Note: the json arg is incompatible with the data, multipart and files args.

Sending Files (multipart/form-data)

Pass a dict in the form {field: value} (as many as you like) to the multipart argument to send a multipart/form-data request.

To send files, send one of the following as value:

  • A pathlib.Path object: asks will asyncronously open and read the file.
  • An already open binary file-like object. The read() method can be a normal function or a coroutine (remember a normal file may block!). You can use anyio.aopen to get an async file object.
  • An asks.multipart.MultipartData object, which can be used to override the filename or the mime-type of the sent file.

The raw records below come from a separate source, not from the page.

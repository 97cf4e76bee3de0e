use std::fs::File;
use std::io::Read;
use std::path::Path;

use anyhow::{Context, Result, bail};
use serde::Serialize;
use tracing::{debug, warn};

use super::index::TraceIndex;
use super::record::{TRACE_HEADERS, TraceRecord};

/// Counts reported after a trace export has been indexed.
#[derive(Debug, Clone, Copy, Default, PartialEq, Eq, Serialize)]
pub struct LoadSummary {
    pub rows: usize,
    pub call_sites: usize,
    pub skipped: usize,
}

impl TraceIndex {
    /// Build an index from the CSV export at `path`.
    pub fn load(path: impl AsRef<Path>) -> Result<(Self, LoadSummary)> {
        let path = path.as_ref();
        let file = File::open(path).with_context(|| format!("Failed to open trace export '{}'", path.display()))?;
        Self::from_reader(file).with_context(|| format!("Failed to load trace export '{}'", path.display()))
    }

    /// Build an index from CSV text with a header row.
    ///
    /// Rows that fail to decode (wrong column count) or whose line number is
    /// not a positive integer are skipped and counted; a missing column in the header or an I/O failure
    /// aborts the load.
    pub fn from_reader<R: Read>(reader: R) -> Result<(Self, LoadSummary)> {
        let mut rdr = csv::ReaderBuilder::new().has_headers(true).from_reader(reader);

        let headers = rdr.headers().context("Failed to read trace header")?.clone();
        let missing: Vec<&str> = TRACE_HEADERS
            .iter()
            .copied()
            .filter(|column| !headers.iter().any(|h| h == *column))
            .collect();
        if !missing.is_empty() {
            bail!("Trace header is missing columns: {}", missing.join(", "));
        }

        let mut index = TraceIndex::new();
        let mut summary = LoadSummary::default();
        for row in rdr.deserialize::<TraceRecord>() {
            match row {
                Ok(record) if record.line_number().is_none() => {
                    warn!(filepath = %record.filepath, lineno = %record.lineno, "skipping trace row with invalid line number");
                    summary.skipped += 1;
                }
                Ok(record) => {
                    index.insert(record);
                    summary.rows += 1;
                }
                Err(err) if err.is_io_error() => {
                    return Err(err).context("Failed to read trace row");
                }
                Err(err) => {
                    warn!(line = ?err.position().map(|p| p.line()), "skipping malformed trace row: {}", err);
                    summary.skipped += 1;
                }
            }
        }
        summary.call_sites = index.len();

        debug!(
            rows = summary.rows,
            call_sites = summary.call_sites,
            skipped = summary.skipped,
            "trace export indexed"
        );
        Ok((index, summary))
    }
}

Other values are converted to strings and sent directly.

async def send_file():
    r = await asks.post('http://httpbin.org/post',
                        multipart={'file_1': Path('my_file.txt')})
    pprint(r.json())

# if we wanted to send both an already open file and some random data:
from anyio import aopen

async def send_file_and_data():
    async with await aopen('my_file.txt', 'rb') as my_file:
        r = await asks.post('http://httpbin.org/post',
                            multipart={'file_1': my_file,
                                       'some_data': 'I am multipart hear me roar',
                                       'some_integer': 3})

# if we wanted to send some bytes as a file:
from asks.multipart import MultipartData

async def send_bytes():
    r = await asks.post('http://httpbin.org/post',
                        multipart={'file_1':
                            MultipartData(b'some text',
                                          mime_type='text/plain',
                                          basename='my_file.txt')})
    pprint(r.json())

# if we wanted to override metadata:

async def send_customized_file():
    r = await asks.post('http://httpbin.org/post',
                        multipart={'file_1':
                            MultipartData(Path('my_file.txt'),
                                          mime_type='text/plain',
                                          basename='some_other_name.txt')})
    pprint(r.json())

Note: the multipart arg is incompatible with the data, json and files args.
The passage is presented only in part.